Array.prototype.uniqBy

Array.prototype.uniqBy-Proposal

Intro to Problem

It would be useful to have the ability to get all unique objects according to some provided definition of equality.

Additional functionality:

Array.prototype.uniqBy

Where the problem is seen

There are many implementations of this function across Github, see here. This shows the desire for such functionality. Systems built around custom implementations of this could be subject to bugs or misunderstanding around the differences in equality methods used. This doesn’t account for other implementations of this method which are implemented using another name.

What people are doing about it today

Developers are forced to either implement this functionality themselves, or rely on third party libraries such as Lodash, which offers the same interface as proposed here.
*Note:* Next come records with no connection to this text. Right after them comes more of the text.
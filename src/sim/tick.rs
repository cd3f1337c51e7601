//! Fixed timestep simulation tick
//!
//! Advances the run by one grid step. The interval between ticks depends on
//! the state (speed boost, ice, tundra) and is reported by `tick_interval_ms`.

use serde::{Deserialize, Serialize};

use super::autopilot;
use super::boss::{try_spawn_boss, update_aoe_zones, update_boss, update_projectiles};
use super::collision::{MoveOutcome, apply_magnet, resolve_move};
use super::powerups::{advance_power_timer, apply_power_effects, fire_laser, update_beams};
use super::spawner::update_spawner;
use super::state::{Direction, GameEvent, GamePhase, GameState, PowerUpType};
use super::terrain::{BiomeType, BlockType, biome_at};
use super::tutorial::update_tutorial;
use crate::consts::*;

/// Input commands for a single tick (deterministic)
#[derive(Debug, Clone, Copy, Default, Serialize, Deserialize)]
pub struct TickInput {
    /// Fire the laser (ability key)
    pub ability: bool,
    /// Pause toggle
    pub pause: bool,
    /// Idle/demo mode - autopilot plays the game
    pub idle_mode: bool,
}

/// Milliseconds until the next tick for the current state
pub fn tick_interval_ms(state: &GameState) -> u32 {
    if state.has_power(PowerUpType::SpeedBoost) {
        return TICK_MS_SPEED_BOOST;
    }
    let head = state.snake.head();
    if state.block_at(head) == BlockType::Ice {
        return TICK_MS_ICE;
    }
    if biome_at(head, state.tutorial) == BiomeType::Tundra {
        return TICK_MS_TUNDRA;
    }
    TICK_MS
}

/// Enter or leave the paused state. Pausing drops buffered turns.
/// Returns whether the phase changed.
pub fn set_paused(state: &mut GameState, paused: bool) -> bool {
    match (state.phase, paused) {
        (GamePhase::Playing, true) => {
            state.phase = GamePhase::Paused;
            state.input_queue.clear();
            log::debug!("Paused at tick {}", state.time_ticks);
            true
        }
        (GamePhase::Paused, false) => {
            state.phase = GamePhase::Playing;
            log::debug!("Resumed at tick {}", state.time_ticks);
            true
        }
        _ => false,
    }
}

/// Advance the game state by one fixed timestep
pub fn tick(state: &mut GameState, input: &TickInput) {
    // Handle pause toggle
    if input.pause {
        let paused = state.phase == GamePhase::Playing;
        set_paused(state, paused);
        if paused {
            return;
        }
    }

    if state.phase != GamePhase::Playing {
        return;
    }

    let mut input = *input;
    if input.idle_mode {
        autopilot::drive(state);
        input.ability |= autopilot::wants_laser(state);
    }

    // The tutorial holds still until the first direction input
    if !state.started {
        return;
    }

    // A bounced snake is frozen until a turn picks a way out
    if state.stunned {
        if !state.input_queue.is_empty() {
            recover_from_stun(state);
        }
        return;
    }

    state.time_ticks += 1;
    state.time_ms += tick_interval_ms(state) as u64;

    if input.ability {
        fire_laser(state);
    }

    apply_burn(state);
    apply_environment(state);

    // Move
    if let Some(dir) = state.input_queue.pop_front() {
        state.snake.direction = dir;
    }
    let candidate = state.snake.head() + state.snake.direction.delta();
    match resolve_move(state, candidate) {
        MoveOutcome::Moved => {
            let grow = state.snake.growth_bucket >= GROWTH_THRESHOLD;
            if grow {
                state.snake.growth_bucket -= GROWTH_THRESHOLD;
            }
            state.snake.advance(candidate, grow);
            apply_magnet(state);
        }
        MoveOutcome::Blocked | MoveOutcome::Fatal => state.snake.hold(),
    }

    update_tutorial(state);
    update_spawner(state);
    manage_chunks(state);

    // Enemies; TIME_FREEZE lets them act on even ticks only
    let frozen = state.has_power(PowerUpType::TimeFreeze) && state.time_ticks % 2 == 1;
    if !frozen {
        update_boss(state);
        update_projectiles(state);
        update_aoe_zones(state);
    }
    try_spawn_boss(state);

    apply_power_effects(state);
    update_particles(state);
    update_beams(state);

    // Timers
    if state.combo_timer > 0 {
        state.combo_timer -= 1;
    } else {
        state.combo = 0;
    }
    advance_power_timer(state);
    state.score_booster_ticks = state.score_booster_ticks.saturating_sub(1);

    check_death(state);
    state.normalize_order();
}

/// Turn out of a wall bounce: an open perpendicular side, else reverse
fn recover_from_stun(state: &mut GameState) {
    let head = state.snake.head();
    let heading = state.snake.direction;
    let open = heading
        .perpendicular()
        .into_iter()
        .find(|d| !state.block_at(head + d.delta()).is_solid());
    let dir: Direction = open.unwrap_or(heading.opposite());

    log::debug!("Stun recovery: {:?} -> {:?}", heading, dir);
    state.snake.direction = dir;
    state.input_queue.clear();
    state.stunned = false;
}

/// LAVA burn: 1 damage every `BURN_PERIOD_TICKS` while the timer runs
fn apply_burn(state: &mut GameState) {
    if state.burn_ticks == 0 {
        return;
    }
    if state.time_ticks % BURN_PERIOD_TICKS == 0 {
        state.damage_player(1);
    }
    state.burn_ticks -= 1;
}

/// Heat and toxic biomes chip away at health
pub(crate) fn apply_environment(state: &mut GameState) {
    if state.tutorial || state.time_ticks % BIOME_DAMAGE_INTERVAL_TICKS != 0 {
        return;
    }
    if state.has_power(PowerUpType::GhostShield) || state.has_power(PowerUpType::MistWings) {
        return;
    }
    let damage = biome_at(state.snake.head(), false).environment_damage();
    if damage > 0 {
        state.damage_player(damage);
    }
}

/// Keep chunks around the head loaded; evict stale ones periodically
fn manage_chunks(state: &mut GameState) {
    let head = state.snake.head();
    let loaded = state
        .chunks
        .update(head, state.time_ms, state.level, state.tutorial);
    if loaded > 0 {
        log::trace!("Loaded {} chunks around ({}, {})", loaded, head.x, head.y);
    }
    if state.time_ticks % CHUNK_SWEEP_TICKS == 0 {
        state.chunks.sweep(head, state.time_ms, &mut state.world);
    }
}

fn update_particles(state: &mut GameState) {
    for particle in state.particles.iter_mut() {
        particle.pos += particle.vel;
        particle.vel *= 0.9;
        particle.life -= 0.05;
    }
    state.particles.retain(|p| p.life > 0.0);
}

/// Health at zero ends the run unless PHOENIX_EYE burns to revive
fn check_death(state: &mut GameState) {
    if state.health > 0 || state.phase == GamePhase::GameOver {
        return;
    }
    if state.has_power(PowerUpType::PhoenixEye) {
        log::info!("PHOENIX_EYE revive at tick {}", state.time_ticks);
        state.health = PHOENIX_REVIVE_HEALTH;
        state.active_power = PowerUpType::None;
        state.power_timer = 0;
        state.burn_ticks = 0;
        let head = state.snake.head();
        state.emit_particles(head, 0xff5722, 20);
        return;
    }

    state.health = 0;
    state.phase = GamePhase::GameOver;
    state.input_queue.clear();
    state.push_event(GameEvent::GameOver { score: state.score });
    log::info!(
        "Game over: score {}, level {}, bosses defeated {}, tick {}",
        state.score,
        state.level,
        state.bosses_defeated,
        state.time_ticks
    );
}
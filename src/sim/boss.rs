//! Boss lifecycle and AI
//!
//! Spawn on the level's score threshold, an attack-roll state machine
//! (projectile / charge-and-burst / trap summon), A*-driven chase with a
//! teleport leash, and the projectiles and zones it leaves behind.

use glam::{IVec2, Vec2};
use rand::Rng;

use super::pathfinding::next_step;
use super::state::{AoeZone, Boss, BossKind, BossPhase, GameEvent, GameState, Projectile};
use super::terrain::BlockType;
use crate::consts::*;
use crate::{cell_center, dist_to_segment_sq};

/// Squared hit radius of a projectile against the head centre
const PROJECTILE_HIT_RADIUS_SQ: f32 = 0.64;
/// Projectiles this far from the head on either axis are culled
const PROJECTILE_CULL_DISTANCE: f32 = 30.0;
const PROJECTILE_BASE_DAMAGE: f32 = 20.0;
const CONTACT_DAMAGE: f32 = 5.0;
const CHARGE_TICKS: u32 = 30;
/// Rest between the end of a cooldown and the next attack roll
pub const IDLE_TICKS: u32 = 10;
const PHOENIX_SPREAD: f32 = 0.3;

/// Spawn the level's boss once enough score was earned this level.
/// Never in the tutorial and never while a boss is alive.
pub fn try_spawn_boss(state: &mut GameState) -> bool {
    if state.tutorial || state.boss.is_some() {
        return false;
    }
    let cfg = &state.level_config;
    if state.level_score() < cfg.boss_spawn_score {
        return false;
    }

    let pos = state.snake.head() + IVec2::splat(BOSS_SPAWN_OFFSET);
    let boss = Boss::new(cfg.boss_kind, pos, cfg.boss_hp, cfg.boss_damage_multiplier);
    log::info!(
        "Boss {} spawned at ({}, {}) with {} hp (level {})",
        boss.kind.as_str(),
        pos.x,
        pos.y,
        boss.hp,
        state.level
    );
    state.push_event(GameEvent::BossSpawn(boss.kind));
    state.boss = Some(boss);
    true
}

/// Hurt the boss. On defeat the bonus is paid exactly once, the boss and all
/// of its projectiles and zones are cleared, and the level advances.
/// Returns whether this hit defeated it.
pub fn damage_boss(state: &mut GameState, amount: i32) -> bool {
    let Some(boss) = state.boss.as_mut() else {
        return false;
    };
    boss.hp -= amount;
    let defeated = boss.hp <= 0;
    let pos = boss.pos;
    let kind = boss.kind;
    state.push_event(GameEvent::BossHit);

    if defeated {
        state.boss = None;
        state.projectiles.clear();
        state.aoe_zones.clear();
        state.score += BOSS_DEFEAT_BONUS;
        state.bosses_defeated += 1;
        state.emit_particles(pos, kind.color(), 30);
        state.push_event(GameEvent::BossDefeated {
            bonus: BOSS_DEFEAT_BONUS,
        });
        log::info!(
            "Boss {} defeated, +{} (score {})",
            kind.as_str(),
            BOSS_DEFEAT_BONUS,
            state.score
        );
        advance_level(state);
    }
    defeated
}

/// Move on to the next level; the boss threshold counts from here
pub fn advance_level(state: &mut GameState) {
    state.level += 1;
    state.level_config = crate::tuning::level_config(state.level);
    state.level_score_base = state.score;
    state.push_event(GameEvent::LevelUp(state.level));
    log::info!("Level {}: {}", state.level, state.level_config.name);
}

/// One tick of boss AI: attack state machine, movement, contact damage
pub fn update_boss(state: &mut GameState) {
    let Some(mut boss) = state.boss.take() else {
        return;
    };
    let head = state.snake.head();

    boss.attack_timer = boss.attack_timer.saturating_sub(1);
    match boss.phase {
        BossPhase::Attack => boss.phase = BossPhase::Cooldown,
        BossPhase::Cooldown if boss.attack_timer == 0 => {
            boss.phase = BossPhase::Idle;
            boss.attack_timer = IDLE_TICKS;
        }
        _ => {}
    }
    let enraged = boss.is_enraged();

    if boss.phase == BossPhase::Charging {
        // Rooted while charging; bursts when the wind-up ends
        if boss.attack_timer == 0 {
            state.aoe_zones.push(AoeZone {
                pos: cell_center(boss.pos),
                radius: 1.0,
                max_radius: if enraged { 10.0 } else { 7.0 },
                growth: 0.3,
                damage: (2.0 * boss.damage_multiplier) as i32,
                opacity: 0.8,
                color: 0xff0000,
            });
            if state.aoe_zones.len() > MAX_AOE_ZONES {
                state.aoe_zones.remove(0);
            }
            state.push_event(GameEvent::Break);
            boss.phase = BossPhase::Attack;
            boss.attack_timer = 80;
        }
        ease_visual(&mut boss);
        state.boss = Some(boss);
        return;
    }

    if boss.phase == BossPhase::Idle && boss.attack_timer == 0 {
        roll_attack(state, &mut boss, head, enraged);
    }

    if boss.phase != BossPhase::Charging {
        let interval = boss.kind.move_interval(enraged) as u64;
        if state.time_ticks % interval == 0 {
            move_boss(state, &mut boss, head);
        }
    }

    let d = (boss.pos - head).abs();
    if d.x <= 1 && d.y <= 1 {
        state.damage_player((CONTACT_DAMAGE * boss.damage_multiplier) as i32);
    }

    ease_visual(&mut boss);
    state.boss = Some(boss);
}

fn roll_attack(state: &mut GameState, boss: &mut Boss, head: IVec2, enraged: bool) {
    let roll: f32 = state.rng.random();

    if roll < 0.4 {
        fire_projectiles(state, boss, head, enraged);
        boss.phase = BossPhase::Attack;
        boss.attack_timer = if enraged { 40 } else { 60 };
    } else if roll < 0.7 && enraged {
        boss.phase = BossPhase::Charging;
        boss.attack_timer = CHARGE_TICKS;
    } else {
        let count = if enraged { 4 } else { 2 };
        for _ in 0..count {
            let offset = IVec2::new(
                state.rng.random_range(-4..4),
                state.rng.random_range(-4..4),
            );
            // Never directly on or beside the head
            if offset.x.abs() <= 1 && offset.y.abs() <= 1 {
                continue;
            }
            let cell = head + offset;
            if state.block_at(cell) == BlockType::Empty {
                state.set_block(cell, BlockType::Trap);
            }
        }
        boss.phase = BossPhase::Attack;
        boss.attack_timer = 50;
    }
}

fn fire_projectiles(state: &mut GameState, boss: &Boss, head: IVec2, enraged: bool) {
    let origin = cell_center(boss.pos);
    let aim = cell_center(head) - origin;
    let base_angle = aim.y.atan2(aim.x);
    let speed = boss.kind.projectile_speed() * if enraged { 1.75 } else { 1.0 };
    let damage =
        (PROJECTILE_BASE_DAMAGE * boss.damage_multiplier * boss.kind.projectile_factor()) as i32;
    let color = if enraged { 0xff00ff } else { 0xff4400 };

    let spread: &[f32] = if boss.kind == BossKind::Phoenix {
        &[-PHOENIX_SPREAD, 0.0, PHOENIX_SPREAD]
    } else {
        &[0.0]
    };
    for &offset in spread {
        let angle = base_angle + offset;
        let id = state.next_entity_id();
        state.projectiles.push(Projectile {
            id,
            pos: origin,
            vel: Vec2::new(angle.cos(), angle.sin()) * speed,
            size: 1.0,
            damage,
            color,
        });
    }
    if state.projectiles.len() > MAX_PROJECTILES {
        let excess = state.projectiles.len() - MAX_PROJECTILES;
        state.projectiles.drain(..excess);
    }
    state.push_event(GameEvent::Laser);
}

fn move_boss(state: &mut GameState, boss: &mut Boss, head: IVec2) {
    let dist = (boss.pos - head).as_vec2().length();
    if dist > BOSS_TELEPORT_DISTANCE {
        let sx = if state.rng.random_bool(0.5) { 8 } else { -8 };
        let sy = if state.rng.random_bool(0.5) { 8 } else { -8 };
        boss.pos = head + IVec2::new(sx, sy);
        boss.visual_pos = boss.pos.as_vec2();
        log::debug!("Boss teleported to ({}, {})", boss.pos.x, boss.pos.y);
        return;
    }
    boss.pos = next_step(boss.pos, head, PATH_ITERATION_BUDGET, |c| {
        state.is_walkable(c)
    });
}

fn ease_visual(boss: &mut Boss) {
    let target = boss.pos.as_vec2();
    boss.visual_pos += (target - boss.visual_pos) * 0.2;
}

/// Advance boss projectiles, hitting the head along their swept segment
pub fn update_projectiles(state: &mut GameState) {
    let head = cell_center(state.snake.head());
    let mut hits = Vec::new();
    state.projectiles.retain_mut(|p| {
        let from = p.pos;
        p.pos += p.vel;
        if dist_to_segment_sq(head, from, p.pos) < PROJECTILE_HIT_RADIUS_SQ {
            hits.push(p.damage);
            return false;
        }
        let d = (p.pos - head).abs();
        d.x <= PROJECTILE_CULL_DISTANCE && d.y <= PROJECTILE_CULL_DISTANCE
    });
    for damage in hits {
        state.damage_player(damage);
    }
}

/// Grow and fade area zones, damaging the head while inside a live zone
pub fn update_aoe_zones(state: &mut GameState) {
    let head = cell_center(state.snake.head());
    let mut hits = Vec::new();
    state.aoe_zones.retain_mut(|zone| {
        zone.radius += zone.growth;
        zone.opacity -= 0.015;
        if zone.pos.distance(head) < zone.radius && zone.opacity > 0.2 {
            hits.push(zone.damage);
        }
        zone.radius < zone.max_radius && zone.opacity > 0.0
    });
    for damage in hits {
        state.damage_player(damage);
    }
}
Lodash’s uniqBy function alone has almost half a million weekly downloads. This sits about high up the table for their most commonly used functions. It is their 7th most popular out of the 65 base functions the libraries comes with. See a comparison table for Lodash function popularity here.

Ramda’s uniqBy is another popular function implementation. Their complete library has over 5 million weekly downloads.

Solutions

There are a couple of ways this functionality could be implemented. Two implementations are listed below.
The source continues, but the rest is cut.